··· Information shown
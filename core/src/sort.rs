// SPDX-FileCopyrightText: 2025-2026 Zexin Yuan <aim@yzx9.xyz>
//
// SPDX-License-Identifier: Apache-2.0

use std::cmp::Ordering;

use hdaycal_format::{Event, EventKind};

/// Returns the events in display order, leaving the input untouched.
///
/// Range events come first by start date, then weekly events by weekday
/// (Monday first), then unknown lines. Events with equal keys keep their
/// relative input order.
#[must_use]
pub fn sort_events(events: &[Event]) -> Vec<Event> {
    sort_indices(events)
        .into_iter()
        .filter_map(|i| events.get(i).cloned())
        .collect()
}

/// Returns the positions of `events` in display order, see [`sort_events`].
#[must_use]
pub fn sort_indices(events: &[Event]) -> Vec<usize> {
    let mut indices: Vec<usize> = (0..events.len()).collect();
    // `sort_by` is stable, which keeps input order among equal keys
    indices.sort_by(|&a, &b| match (events.get(a), events.get(b)) {
        (Some(a), Some(b)) => compare(a, b),
        _ => Ordering::Equal,
    });
    indices
}

/// Total display order between two events.
#[must_use]
pub fn compare(a: &Event, b: &Event) -> Ordering {
    match (&a.kind, &b.kind) {
        (EventKind::Range { start: x, .. }, EventKind::Range { start: y, .. }) => x.cmp(y),
        (EventKind::Weekly { weekday: x }, EventKind::Weekly { weekday: y }) => x
            .to_monday_one_offset()
            .cmp(&y.to_monday_one_offset()),
        _ => bucket(a).cmp(&bucket(b)),
    }
}

const fn bucket(event: &Event) -> u8 {
    match event.kind {
        EventKind::Range { .. } => 0,
        EventKind::Weekly { .. } => 1,
        EventKind::Unknown => 2,
    }
}
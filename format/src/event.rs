// SPDX-FileCopyrightText: 2025-2026 Zexin Yuan <aim@yzx9.xyz>
//
// SPDX-License-Identifier: Apache-2.0

//! Events of an hday document.

use jiff::civil::{Date, Weekday};

use crate::flag::{Flag, Flags};

/// One line of an hday document.
#[derive(Debug, Clone, PartialEq, Eq)]
#[cfg_attr(
    feature = "serde",
    derive(serde::Serialize, serde::Deserialize),
    serde(try_from = "repr::EventRepr", into = "repr::EventRepr")
)]
pub struct Event {
    /// What the event is bound to.
    pub kind: EventKind,

    /// Free text after `#`, may be empty.
    pub title: String,

    /// Flags of the event. Parsed events always carry normalized flags.
    pub flags: Flags,

    /// The source text this event was parsed from or last written as.
    pub raw: Option<String>,
}

/// The three kinds of events.
#[derive(Debug, Clone, Copy, PartialEq, Eq)]
pub enum EventKind {
    /// Every day from `start` to `end`, both inclusive.
    Range {
        /// First day.
        start: Date,
        /// Last day.
        end: Date,
    },

    /// Every week on `weekday`, without bounds.
    Weekly {
        /// The day of the week.
        weekday: Weekday,
    },

    /// A line that matched neither grammar. Only `raw` is meaningful.
    Unknown,
}

impl Event {
    /// A range event from `start` to `end` with the default flags.
    #[must_use]
    pub fn range(start: Date, end: Date) -> Self {
        Self::with_kind(EventKind::Range { start, end })
    }

    /// A range event covering a single day.
    #[must_use]
    pub fn single_day(date: Date) -> Self {
        Self::range(date, date)
    }

    /// A weekly event with the default flags.
    #[must_use]
    pub fn weekly(weekday: Weekday) -> Self {
        Self::with_kind(EventKind::Weekly { weekday })
    }

    /// An unrecognized line kept verbatim.
    #[must_use]
    pub fn unknown(raw: impl Into<String>) -> Self {
        Self {
            raw: Some(raw.into()),
            ..Self::with_kind(EventKind::Unknown)
        }
    }

    fn with_kind(kind: EventKind) -> Self {
        Self {
            kind,
            title: String::new(),
            flags: [Flag::Holiday].into_iter().collect(),
            raw: None,
        }
    }

    /// Replaces the title.
    #[must_use]
    pub fn with_title(mut self, title: impl Into<String>) -> Self {
        self.title = title.into();
        self
    }

    /// Replaces the flags with their normalized form.
    #[must_use]
    pub fn with_flags(mut self, flags: impl IntoIterator<Item = Flag>) -> Self {
        let flags: Flags = flags.into_iter().collect();
        self.flags = flags.normalized();
        self
    }

    /// Sets the source text.
    #[must_use]
    pub fn with_raw(mut self, raw: impl Into<String>) -> Self {
        self.raw = Some(raw.into());
        self
    }

    /// First day of a range event.
    #[must_use]
    pub const fn start(&self) -> Option<Date> {
        match self.kind {
            EventKind::Range { start, .. } => Some(start),
            _ => None,
        }
    }

    /// Last day of a range event.
    #[must_use]
    pub const fn end(&self) -> Option<Date> {
        match self.kind {
            EventKind::Range { end, .. } => Some(end),
            _ => None,
        }
    }

    /// Weekday of a weekly event.
    #[must_use]
    pub const fn weekday(&self) -> Option<Weekday> {
        match self.kind {
            EventKind::Weekly { weekday } => Some(weekday),
            _ => None,
        }
    }

    /// Whether this event is an unrecognized line.
    #[must_use]
    pub const fn is_unknown(&self) -> bool {
        matches!(self.kind, EventKind::Unknown)
    }

    /// Compares kind, dates, weekday, title and the set of flags, ignoring
    /// `raw` and the order of flags.
    #[must_use]
    pub fn same_content(&self, other: &Self) -> bool {
        let same_flags = self.flags.len() == other.flags.len()
            && self.flags.iter().all(|f| other.flags.contains(f));
        self.kind == other.kind && self.title == other.title && same_flags
    }
}

#[cfg(feature = "serde")]
mod repr {
    //! JSON shape of an event: `{ "type": "range", "start": "2025/01/10", ... }`.

    use jiff::civil::Weekday;

    use super::{Event, EventKind};
    use crate::date::{DateError, format_hday_date, parse_hday_date};
    use crate::flag::Flags;

    #[derive(Debug, Clone, Copy, serde::Serialize, serde::Deserialize)]
    #[serde(rename_all = "lowercase")]
    pub enum KindTag {
        Range,
        Weekly,
        Unknown,
    }

    #[derive(Debug, Clone, serde::Serialize, serde::Deserialize)]
    pub struct EventRepr {
        #[serde(rename = "type")]
        kind: KindTag,

        #[serde(default, skip_serializing_if = "Option::is_none")]
        start: Option<String>,

        #[serde(default, skip_serializing_if = "Option::is_none")]
        end: Option<String>,

        #[serde(default, skip_serializing_if = "Option::is_none")]
        weekday: Option<i8>,

        #[serde(default)]
        flags: Flags,

        #[serde(default)]
        title: String,

        #[serde(default, skip_serializing_if = "Option::is_none")]
        raw: Option<String>,
    }

    #[derive(Debug, thiserror::Error)]
    pub enum EventReprError {
        #[error("range event without a start date")]
        MissingStart,

        #[error("weekly event without a weekday")]
        MissingWeekday,

        #[error("weekday {0} is outside 1 (Monday) ..= 7 (Sunday)")]
        InvalidWeekday(i8),

        #[error(transparent)]
        Date(#[from] DateError),
    }

    impl TryFrom<EventRepr> for Event {
        type Error = EventReprError;

        fn try_from(value: EventRepr) -> Result<Self, Self::Error> {
            let kind = match value.kind {
                KindTag::Range => {
                    let start = value.start.ok_or(EventReprError::MissingStart)?;
                    let start = parse_hday_date(&start)?;
                    let end = match value.end {
                        Some(end) => parse_hday_date(&end)?,
                        None => start,
                    };
                    EventKind::Range { start, end }
                }
                KindTag::Weekly => {
                    let n = value.weekday.ok_or(EventReprError::MissingWeekday)?;
                    let weekday = Weekday::from_monday_one_offset(n)
                        .map_err(|_| EventReprError::InvalidWeekday(n))?;
                    EventKind::Weekly { weekday }
                }
                KindTag::Unknown => EventKind::Unknown,
            };

            Ok(Self {
                kind,
                title: value.title,
                flags: value.flags.normalized(),
                raw: value.raw,
            })
        }
    }

    impl From<Event> for EventRepr {
        fn from(value: Event) -> Self {
            let (kind, start, end, weekday) = match value.kind {
                EventKind::Range { start, end } => (
                    KindTag::Range,
                    Some(format_hday_date(start)),
                    Some(format_hday_date(end)),
                    None,
                ),
                EventKind::Weekly { weekday } => (
                    KindTag::Weekly,
                    None,
                    None,
                    Some(weekday.to_monday_one_offset()),
                ),
                EventKind::Unknown => (KindTag::Unknown, None, None, None),
            };

            Self {
                kind,
                start,
                end,
                weekday,
                flags: value.flags,
                title: value.title,
                raw: value.raw,
            }
        }
    }
}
······
— What to produce —
Which of the lines above include the word "DateError"? List those lines.

— Written reply —
    use crate::date::{DateError, format_hday_date, parse_hday_date};
        Date(#[from] DateError),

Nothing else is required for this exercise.